## WHAT THE TASK REQUIRES
Find the line containing "resp.status().as_u16()" in the entries below. Restate it and each line after it, word for word, up to and including the line containing "async fn load_role_name(&self, ctx: &Context)".
====== DATASET RECORDS ======
// Licensed to the Apache Software Foundation (ASF) under one
// or more contributor license agreements.  See the NOTICE file
// distributed with this work for additional information
// regarding copyright ownership.  The ASF licenses this file
// to you under the Apache License, Version 2.0 (the
// "License"); you may not use this file except in compliance
// with the License.  You may obtain a copy of the License at
//
//   http://www.apache.org/licenses/LICENSE-2.0
//
// Unless required by applicable law or agreed to in writing,
// software distributed under the License is distributed on an
// "AS IS" BASIS, WITHOUT WARRANTIES OR CONDITIONS OF ANY
// KIND, either express or implied.  See the License for the
// specific language governing permissions and limitations
// under the License.

use crate::constants::*;
use crate::provide_credential::utils::{parse_expiration, send_json};
use crate::{Config, Credential};
use alicred_core::utils::non_empty;
use alicred_core::{Context, CredentialCache, Error, ProvideCredential, Result};
use async_trait::async_trait;
use bytes::Bytes;
use log::debug;
use serde::Deserialize;
use std::sync::{Arc, Mutex};
use std::time::Duration;

/// EcsRamRoleCredentialProvider loads credential from the ECS instance metadata service.
///
/// Credentials are read from
/// `http://100.100.100.200/latest/meta-data/ram/security-credentials/{role_name}`.
/// If no role name is configured, the sole role attached to the instance is
/// discovered from the same path first and remembered afterwards.
///
/// Fetched credentials are cached until they expire.
#[derive(Debug)]
pub struct EcsRamRoleCredentialProvider {
    config: Arc<Config>,
    endpoint: String,
    role_name: Mutex<Option<String>>,
    enable_by_env: bool,
    cache: CredentialCache<Credential>,
}

impl EcsRamRoleCredentialProvider {
    /// Create a provider for the given role name.
    ///
    /// An empty role name means the role will be discovered.
    pub fn new(role_name: impl Into<String>) -> Self {
        let config = Config {
            role_name: Some(role_name.into()),
            ..Default::default()
        };
        Self::with_config(Arc::new(config))
    }

    /// Create a provider from config, using `role_name` and the timeouts.
    pub fn with_config(config: Arc<Config>) -> Self {
        let role_name = non_empty(config.role_name.as_deref()).map(str::to_string);
        Self {
            config,
            endpoint: ECS_METADATA_ENDPOINT.to_string(),
            role_name: Mutex::new(role_name),
            enable_by_env: false,
            cache: CredentialCache::new(),
        }
    }

    /// Create a provider that is only active when [`ALIBABA_CLOUD_ECS_METADATA`] is set.
    ///
    /// The variable holds the role name, an empty value means discover it.
    /// Without the variable this provider yields no credential, which keeps the
    /// default chain from probing the metadata service outside of ECS.
    pub fn from_env() -> Self {
        Self {
            enable_by_env: true,
            ..Self::with_config(Arc::new(Config::default()))
        }
    }

    /// Set the metadata service endpoint, mostly useful for tests.
    pub fn with_endpoint(mut self, endpoint: impl Into<String>) -> Self {
        self.endpoint = endpoint.into().trim_end_matches('/').to_string();
        self
    }

    /// The role name in use, `None` if not configured or discovered yet.
    pub fn role_name(&self) -> Option<String> {
        self.role_name.lock().expect("lock poisoned").clone()
    }

    /// Timeout applied to each metadata request.
    pub fn timeout(&self) -> Duration {
        self.config.effective_timeout()
    }

    /// The credential url for the current role name.
    pub fn credential_url(&self) -> Option<String> {
        self.role_name()
            .map(|role| format!("{}{ECS_METADATA_CREDENTIALS_PATH}{role}", self.endpoint))
    }

    /// Ask the metadata service which role is attached to this instance.
    async fn discover_role_name(&self, ctx: &Context) -> Result<String> {
        let url = format!("{}{ECS_METADATA_CREDENTIALS_PATH}", self.endpoint);
        debug!("discovering ECS RAM role name from {url}");

        let req = http::Request::get(&url).body(Bytes::new())?;
        let resp = ctx.http_send_as_string(req, self.timeout()).await?;
        if !resp.status().is_success() {
            return Err(Error::credential_invalid(format!(
                "failed to get RAM role name from ECS metadata service: HttpCode={}",
                resp.status().as_u16()
            ))
            .with_context(format!("url: {url}")));
        }

        resp.body()
            .lines()
            .map(str::trim)
            .find(|v| !v.is_empty())
            .map(str::to_string)
            .ok_or_else(|| {
                Error::credential_invalid("no RAM role attached to ECS instance")
                    .with_context(format!("url: {url}"))
            })
    }

    /// Return the configured role name, discovering and persisting it if needed.
    ///
    /// Returns `None` when enabled by env and the env is not set.
    async fn load_role_name(&self, ctx: &Context) -> Result<Option<String>> {
        if let Some(role) = self.role_name() {
            return Ok(Some(role));
        }

        if self.enable_by_env {
            let Some(v) = ctx.env_var(ALIBABA_CLOUD_ECS_METADATA) else {
                return Ok(None);
            };
            if let Some(role) = non_empty(Some(v.as_str())) {
                *self.role_name.lock().expect("lock poisoned") = Some(role.to_string());
                return Ok(Some(role.to_string()));
            }
        }

        let role = self.discover_role_name(ctx).await?;
        debug!("discovered ECS RAM role name: {role}");
        *self.role_name.lock().expect("lock poisoned") = Some(role.clone());
        Ok(Some(role))
    }

    async fn fetch_credential(&self, ctx: &Context, role_name: &str) -> Result<Credential> {
        let url = format!(
            "{}{ECS_METADATA_CREDENTIALS_PATH}{role_name}",
            self.endpoint
        );
        let req = http::Request::get(&url).body(Bytes::new())?;

        let resp: EcsRamRoleResponse = send_json(ctx, req, self.timeout(), "ECS metadata service")
            .await
            .map_err(|e| e.with_context(format!("role_name: {role_name}")))?;

        if resp.code != "Success" {
            return Err(Error::credential_invalid(
                "failed to get RAM session credentials from ECS metadata service",
            )
            .with_context(format!("code: {}", resp.code))
            .with_context(format!("role_name: {role_name}")));
        }

        Ok(Credential {
            access_key_id: resp.access_key_id,
            access_key_secret: resp.access_key_secret,
            security_token: resp.security_token,
            expiration: Some(parse_expiration(
                resp.expiration.as_deref(),
                "ECS metadata service",
            )?),
        })
    }
}

#[async_trait]
impl ProvideCredential for EcsRamRoleCredentialProvider {
    type Credential = Credential;

    async fn provide_credential(&self, ctx: &Context) -> Result<Option<Self::Credential>> {
        let Some(role_name) = self.load_role_name(ctx).await? else {
            debug!("{ALIBABA_CLOUD_ECS_METADATA} is not set, skip ECS RAM role");
            return Ok(None);
        };

        let cred = self
            .cache
            .resolve(|| self.fetch_credential(ctx, &role_name))
            .await?;
        Ok(Some(cred))
    }
}

#[derive(Default, Debug, Deserialize)]
#[serde(default, rename_all = "PascalCase")]
struct EcsRamRoleResponse {
    code: String,
    access_key_id: String,
    access_key_secret: String,
    security_token: Option<String>,
    expiration: Option<String>,
}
======
## YOUR SOLUTION
                resp.status().as_u16()
            ))
            .with_context(format!("url: {url}")));
        }

        resp.body()
            .lines()
            .map(str::trim)
            .find(|v| !v.is_empty())
            .map(str::to_string)
            .ok_or_else(|| {
                Error::credential_invalid("no RAM role attached to ECS instance")
                    .with_context(format!("url: {url}"))
            })
    }

    /// Return the configured role name, discovering and persisting it if needed.
    ///
    /// Returns `None` when enabled by env and the env is not set.
    async fn load_role_name(&self, ctx: &Context) -> Result<Option<String>> {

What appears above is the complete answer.